The CI in one-dimensional space is similar to F-statistic. So to study the amount of category information conveyed by every single neuron, we used CI computed for single neuron responses in a 200 ms window from 150 to 350 ms after the stimulus onset.

Significance of CI for population analysis in [150 350] ms time window was tested by bootstrap confidence interval and comparing the values of CI in this time window with the CI values computed in a 200-ms window before stimulus onset ([−200 0] ms). We used the Wilcoxon sign rank test to examine the significance of CI values for single cells in these two-time intervals.

Category information in correct trials comparative to passive trials was measured by the following formula using normalized values:

$$ \left( {{\text{CI}}_{{{\text{correct}}}} - {\text{ CI}}_{{{\text{passive}}}} } \right)/\left( {{\text{CI}}_{{{\text{correct}}}} + {\text{ CI}}_{{{\text{passive}}}} } \right) $$

Classifier

A decoding approach was used to measure the categorical information in the neural population. We trained a Support Vector Machine (SVM) classifier with a linear kernel62 on the population of neural response. We applied a fivefold cross-validation procedure to estimate the classifier's performance in the population in a 200-ms window from 150 to 350 ms after the stimulus onset. To generate the SEs of the classifier output (decoding accuracy), we used a bootstrap method and repeated the calculations 1000 times. In each repetition, the classification accuracy was computed cross-validation. We used the standard deviation of bootstrap samples to compute confidence intervals and significances. One hundred-ms windows with 5-ms steps were used to measure classification accuracy in time.
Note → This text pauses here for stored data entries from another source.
// Copyright 2026 Open Nexus OS Contributors
// SPDX-License-Identifier: Apache-2.0

//! Capability traits a host dispatches file operations through.

use crate::control::ControlOp;
use crate::error::Result;
use crate::session::{Session, Whence};

pub trait Readable {
    fn read(&mut self, max_len: usize) -> Result<Vec<u8>>;
}

pub trait Writable {
    fn write(&mut self, data: &[u8]) -> Result<usize>;
    fn write_at(&mut self, offset: usize, data: &[u8]) -> Result<usize>;
}

pub trait Controllable {
    fn control(&mut self, op: ControlOp) -> Result<u64>;
    fn seek(&mut self, offset: i64, whence: Whence) -> Result<usize>;
}

impl Readable for Session {
    fn read(&mut self, max_len: usize) -> Result<Vec<u8>> {
        Session::read(self, max_len)
    }
}

impl Writable for Session {
    fn write(&mut self, data: &[u8]) -> Result<usize> {
        Session::write(self, data)
    }

    fn write_at(&mut self, offset: usize, data: &[u8]) -> Result<usize> {
        Session::write_at(self, offset, data)
    }
}

impl Controllable for Session {
    fn control(&mut self, op: ControlOp) -> Result<u64> {
        Session::control(self, op)
    }

    fn seek(&mut self, offset: i64, whence: Whence) -> Result<usize> {
        Session::seek(self, offset, whence)
    }
}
Classification accuracy (CA) in correct trials compared to passive trials was measured by the following formula using normalized values:

$$ \left( {{\text{CA}}_{{{\text{correct}}}} - {\text{ CA}}_{{{\text{passive}}}} } \right)/\left( {{\text{CA}}_{{{\text{correct}}}} + {\text{ CA}}_{{{\text{passive}}}} } \right) $$

Choice probability

To quantify the relationship between neural response and choice of the monkeys, we computed empirical receiver operating characteristic (ROC) curves28,63 and used the area under curves as a measure of choice probability (CP). Based on the monkey’s category choice, the neural responses to full noise stimuli were divided into body and non-body distributions. The area under ROC gives a nonparametric and reliable measure for the separation of neural response evoked by monkeys’ decisions. Choice probability measured by ROC analysis represents the proportion of trials that could correctly predict the monkeys’ choice based on the firing rate of a single IT neuron. A value of 0.5 represents chance performance, and a value of 1 represents a perfect association between neural and behavioral responses. Statistical significance for the choice probabilities was computed using a permutation test64 with 1000 permutations. We calculated the CP for neural data after randomly shuffling the monkey’s choice. We obtained the chance distribution, and the actual ROCs that lay outside the confidence interval of the permuted distribution were considered significant (i.e., one-tailed test).